King of the social media hill


With Facebook’s recent change in its algorithm to focus more on content made by friends, rather than content from pages, it seems that Facebook wants to reposition its claim as king of the social media hill. This is particularly evident with the exquisitely executed campaign, ”Friends”.

As many other, I’ve watched and used Facebook for many years. Despite this, 2014 was the first year that Facebook experienced a drop in active users as the only major network. But as its first quarter of 2015 shows, Facebook is rebuilding. And on top of six months of excellent marketeering, Facebook developed an honest and evocative campaign.

The campaign includes three ads broadcasted on TV called “Friends”. They were first aired on February 4th during a 2015 UEFA Champions League match. It also included outdoor billboards at Oxford Street station in London. The billboards are strikingly simple and cleanly art directed, with expressive snapshots of friends, overlaid with a checkmark, the word “friends” and a subtle Facebook logo as the only direct hint of the ads’ author.

Facebook’s friends

The “Friends” campaign was created by Facebook’s California based marketing department, The Factory.
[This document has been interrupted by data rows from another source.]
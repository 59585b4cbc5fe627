//! Deferred query submission

use super::models::DeferredJob;
use crate::config::Credentials;
use crate::error::{ConnectorError, Result};
use crate::network::{ApiRequest, ApiResponse, Transport};
use crate::query::QuerySpec;
use serde_json::{json, Value};
use tracing::{debug, info};

/// GraphQL operation used for J1QL queries
pub const QUERY_LANGUAGE_V1: &str = r#"query QueryLanguageV1(
  $query: String!
  $variables: JSON
  $cursor: String
  $deferredResponse: DeferredResponseOption
) {
  queryV1(
    query: $query
    variables: $variables
    deferredResponse: $deferredResponse
    cursor: $cursor
  ) {
    type
    data
    url
  }
}"#;

/// Fail fast when the account id or token is missing
pub fn check_credentials(credentials: &Credentials) -> Result<()> {
    if credentials.account_id.trim().is_empty() {
        return Err(ConnectorError::Credential(
            "account id is required".to_string(),
        ));
    }
    if credentials.access_token.is_empty() {
        return Err(ConnectorError::Credential(
            "access token is required".to_string(),
        ));
    }
    Ok(())
}

/// Attach bearer token and account headers
pub fn authorize(request: ApiRequest, credentials: &Credentials) -> ApiRequest {
    request
        .header(
            "Authorization",
            format!("Bearer {}", credentials.access_token.expose()),
        )
        .header("JupiterOne-Account", credentials.account_id.as_str())
        .header("Content-Type", "application/json")
}

/// Build the submission body
pub fn submission_body(spec: &QuerySpec, cursor: Option<&str>) -> Value {
    json!({
        "operationName": "QueryLanguageV1",
        "query": QUERY_LANGUAGE_V1,
        "variables": {
            "query": spec.text,
            "deferredResponse": "FORCE",
            "cursor": cursor,
        }
    })
}

/// Submit `spec` and return the deferred job to poll
pub async fn submit(
    transport: &dyn Transport,
    credentials: &Credentials,
    spec: &QuerySpec,
    cursor: Option<&str>,
) -> Result<DeferredJob> {
    check_credentials(credentials)?;

    let request = authorize(
        ApiRequest::post(credentials.graphql_url()),
        credentials,
    )
    .json(submission_body(spec, cursor));

    debug!("Submitting deferred query (cursor: {:?})", cursor);

    let response = transport
        .send(request)
        .await
        .map_err(|e| ConnectorError::Transport {
            status: None,
            body: credentials.access_token.redact(&e.to_string()),
        })?;

    if !response.is_success() {
        return Err(ConnectorError::Transport {
            status: Some(response.status),
            body: credentials.access_token.redact(&response.text),
        });
    }

    let result_url = parse_submission(&spec.original, &response)
        .map_err(|e| redact_error(e, credentials))?;
    info!("Deferred query accepted");
    Ok(DeferredJob::new(result_url))
}

/// Extract the deferred result URL from a submission response.
///
/// Pure function of the response body.
pub fn parse_submission(query: &str, response: &ApiResponse) -> Result<String> {
    let body: Value = response.json().map_err(|e| ConnectorError::Protocol {
        message: format!("submission response is not valid JSON: {}", e),
        raw: response.text.clone(),
    })?;

    if let Some(errors) = body.get("errors") {
        let has_errors = match errors {
            Value::Array(list) => !list.is_empty(),
            Value::Null => false,
            _ => true,
        };
        if has_errors {
            return Err(ConnectorError::Query {
                query: query.to_string(),
                detail: errors.to_string(),
            });
        }
    }

    body.pointer("/data/queryV1/url")
        .and_then(Value::as_str)
        .filter(|url| !url.is_empty())
        .map(String::from)
        .ok_or_else(|| ConnectorError::Protocol {
            message: "no deferred result location".to_string(),
            raw: response.text.clone(),
        })
}

fn redact_error(err: ConnectorError, credentials: &Credentials) -> ConnectorError {
    let token = &credentials.access_token;
    match err {
        ConnectorError::Query { query, detail } => ConnectorError::Query {
            query,
            detail: token.redact(&detail),
        },
        ConnectorError::Protocol { message, raw } => ConnectorError::Protocol {
            message,
            raw: token.redact(&raw),
        },
        other => other,
    }
}
//! End-to-end query runs against a mock JupiterOne API

use jupiterone_connector::config::{Credentials, OutgoingSettings, QuerySettings};
use jupiterone_connector::deferred::{Outcome, QueryClient};
use jupiterone_connector::network::HttpClient;
use jupiterone_connector::ConnectorError;
use serde_json::{json, Value};
use std::sync::Arc;
use wiremock::matchers::{body_partial_json, header, method, path};
use wiremock::{Mock, MockServer, ResponseTemplate};

const TOKEN: &str = "tok-integration";

fn client(server: &MockServer) -> QueryClient {
    let transport = HttpClient::with_settings(&OutgoingSettings::default()).unwrap();
    QueryClient::new(
        Arc::new(transport),
        Credentials::new("acct-1", TOKEN, server.uri()),
        QuerySettings {
            max_cap: 10_000,
            poll_interval_ms: 10,
            timeout_secs: 5,
        },
    )
}

fn deferred(server: &MockServer, job: &str) -> Value {
    json!({
        "data": {
            "queryV1": {
                "type": "deferred",
                "data": null,
                "url": format!("{}/results/{}", server.uri(), job)
            }
        }
    })
}

async fn mount_submission(server: &MockServer, cursor: Option<&str>, job: &str) {
    let mock = Mock::given(method("POST"))
        .and(path("/graphql"))
        .and(header("authorization", format!("Bearer {}", TOKEN).as_str()))
        .and(header("jupiterone-account", "acct-1"));
    let mock = match cursor {
        Some(cursor) => mock.and(body_partial_json(json!({"variables": {"cursor": cursor}}))),
        None => mock,
    };
    mock.respond_with(ResponseTemplate::new(200).set_body_json(deferred(server, job)))
        .up_to_n_times(1)
        .mount(server)
        .await;
}

async fn mount_result(server: &MockServer, job: &str, body: Value) {
    Mock::given(method("GET"))
        .and(path(format!("/results/{}", job)))
        .respond_with(ResponseTemplate::new(200).set_body_json(body))
        .up_to_n_times(1)
        .mount(server)
        .await;
}

#[tokio::test]
async fn test_pages_across_two_jobs() {
    let server = MockServer::start().await;

    // cursor-specific mock first so it wins for the second submission
    mount_submission(&server, Some("c1"), "2").await;
    mount_submission(&server, None, "1").await;

    mount_result(&server, "1", json!({"status": "IN_PROGRESS"})).await;
    mount_result(
        &server,
        "1",
        json!({"status": "COMPLETED", "data": [{"id": 1}, {"id": 2}], "cursor": "c1"}),
    )
    .await;
    mount_result(
        &server,
        "2",
        json!({"status": "COMPLETED", "data": [{"id": 3}], "cursor": ""}),
    )
    .await;

    let envelope = client(&server)
        .run("FIND Host LIMIT 1", Some(&json!(10)))
        .await
        .unwrap();

    assert_eq!(envelope.rows, vec![json!({"id": 1}), json!({"id": 2}), json!({"id": 3})]);
    assert_eq!(envelope.pages, 2);
    assert_eq!(envelope.query, "FIND Host LIMIT 1");

    let requests = server.received_requests().await.unwrap();
    let submissions: Vec<Value> = requests
        .iter()
        .filter(|r| r.url.path() == "/graphql")
        .map(|r| serde_json::from_slice(&r.body).unwrap())
        .collect();
    assert_eq!(submissions.len(), 2);
    assert_eq!(submissions[0]["variables"]["query"], "FIND Host");
    assert_eq!(submissions[0]["variables"]["deferredResponse"], "FORCE");
}

#[tokio::test]
async fn test_graphql_errors_skip_polling() {
    let server = MockServer::start().await;
    Mock::given(method("POST"))
        .and(path("/graphql"))
        .respond_with(
            ResponseTemplate::new(200)
                .set_body_json(json!({"errors": [{"message": "Unexpected token"}]})),
        )
        .mount(&server)
        .await;

    let err = client(&server).run("FIND ???", None).await.unwrap_err();
    match err {
        ConnectorError::Query { query, detail } => {
            assert_eq!(query, "FIND ???");
            assert!(detail.contains("Unexpected token"));
        }
        other => panic!("unexpected error: {:?}", other),
    }

    let requests = server.received_requests().await.unwrap();
    assert_eq!(requests.len(), 1);
}

#[tokio::test]
async fn test_unauthorized_response_never_leaks_token() {
    let server = MockServer::start().await;
    Mock::given(method("POST"))
        .and(path("/graphql"))
        .respond_with(
            ResponseTemplate::new(401).set_body_string(format!("invalid token {}", TOKEN)),
        )
        .mount(&server)
        .await;

    let outcome = client(&server)
        .invoke("FIND Host", None, true)
        .await
        .unwrap();
    match outcome {
        Outcome::Failure(record) => {
            assert_eq!(record.kind, "TransportError");
            assert!(record.error.contains("401"));
            assert!(!record.error.contains(TOKEN));
        }
        other => panic!("unexpected outcome: {:?}", other),
    }
}

#[tokio::test]
async fn test_failed_job_reports_server_error() {
    let server = MockServer::start().await;
    mount_submission(&server, None, "9").await;
    mount_result(&server, "9", json!({"status": "FAILED", "error": "query too complex"})).await;

    let err = client(&server).run("FIND *", None).await.unwrap_err();
    assert_eq!(err.kind(), "QueryError");
    assert!(err.to_string().contains("query too complex"));
}
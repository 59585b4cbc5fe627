//! Query normalization
//!
//! Turns raw J1QL text and an untyped limit parameter into a [`QuerySpec`]:
//! - the effective cap (`1..=max_cap`, defaulting to `max_cap`)
//! - the query text with any trailing `LIMIT <n>` clause removed
//!
//! Paging is driven by the API cursor, so a residual LIMIT clause would cap
//! every page instead of the whole result.

use crate::error::{ConnectorError, Result};
use once_cell::sync::Lazy;
use regex::Regex;
use serde::{Deserialize, Serialize};
use serde_json::Value;

static TRAILING_LIMIT: Lazy<Regex> =
    Lazy::new(|| Regex::new(r"(?i)(?:^|\s+)LIMIT\s+\d+\s*;?\s*$").expect("valid regex"));

/// Normalized, immutable query input for one invocation
#[derive(Debug, Clone, PartialEq, Eq, Serialize, Deserialize)]
pub struct QuerySpec {
    /// Query text exactly as the caller supplied it
    pub original: String,
    /// Query text without a trailing LIMIT clause
    pub text: String,
    /// Maximum number of rows to return across all pages
    pub cap: usize,
}

impl QuerySpec {
    /// Validate and normalize a raw query and limit.
    ///
    /// Fails with [`ConnectorError::Validation`] when the query text is blank
    /// or the limit exceeds `max_cap`.
    pub fn normalize(raw: &str, limit: Option<&Value>, max_cap: u32) -> Result<Self> {
        let cap = effective_cap(limit, max_cap)?;
        let text = strip_limit(raw);
        if text.is_empty() {
            return Err(ConnectorError::Validation(
                "query text is required".to_string(),
            ));
        }
        Ok(Self {
            original: raw.to_string(),
            text,
            cap,
        })
    }
}

/// Resolve the cap from the host-supplied limit.
///
/// Absent, non-positive and non-numeric limits all mean "as many as allowed".
pub fn effective_cap(limit: Option<&Value>, max_cap: u32) -> Result<usize> {
    let max_cap = max_cap as usize;
    let (value, requested) = match limit.and_then(|v| parse_limit(v).map(|n| (v, n))) {
        Some((v, n)) if n > 0 => (v, n),
        _ => return Ok(max_cap),
    };

    if requested > max_cap as i64 {
        let cited = match value {
            Value::String(s) => s.trim().to_string(),
            other => other.to_string(),
        };
        return Err(ConnectorError::Validation(format!(
            "limit {} exceeds the maximum of {}",
            cited, max_cap
        )));
    }
    Ok(requested as usize)
}

/// Read an integer out of a JSON number or numeric string
fn parse_limit(value: &Value) -> Option<i64> {
    match value {
        Value::Number(n) => n
            .as_i64()
            .or_else(|| n.as_f64().filter(|f| f.fract() == 0.0).map(|f| f as i64)),
        Value::String(s) => s.trim().parse::<i64>().ok(),
        _ => None,
    }
}

/// Remove a trailing, case-insensitive `LIMIT <n>` clause
pub fn strip_limit(raw: &str) -> String {
    TRAILING_LIMIT.replace(raw.trim(), "").trim().to_string()
}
The Factory’s dreamteam of designers and ad execs reveal a company that spares no expense when it comes to marketing. But despite their (undoubtedly) unlimited means, the ads use gritty, immediate and powerfully evocative images that ground its message in relatable truths.

Its executive creative director Scott Trattner is the former ad exec at TBWA/Media Arts Lab, the agency that was established to serve Apple. From there, he launched major products like the iPhone, iPad, iTunes and iCloud. Since 2013, Trattner has worked at The Factory alongside Ms. Van Dyck, the former Levi’s Global CMO, who joined the company in February 2012. Both report to Gary Briggs, the former chief marketer at the Google-aquired Motorola, who now leads all branding and marketing for Facebook.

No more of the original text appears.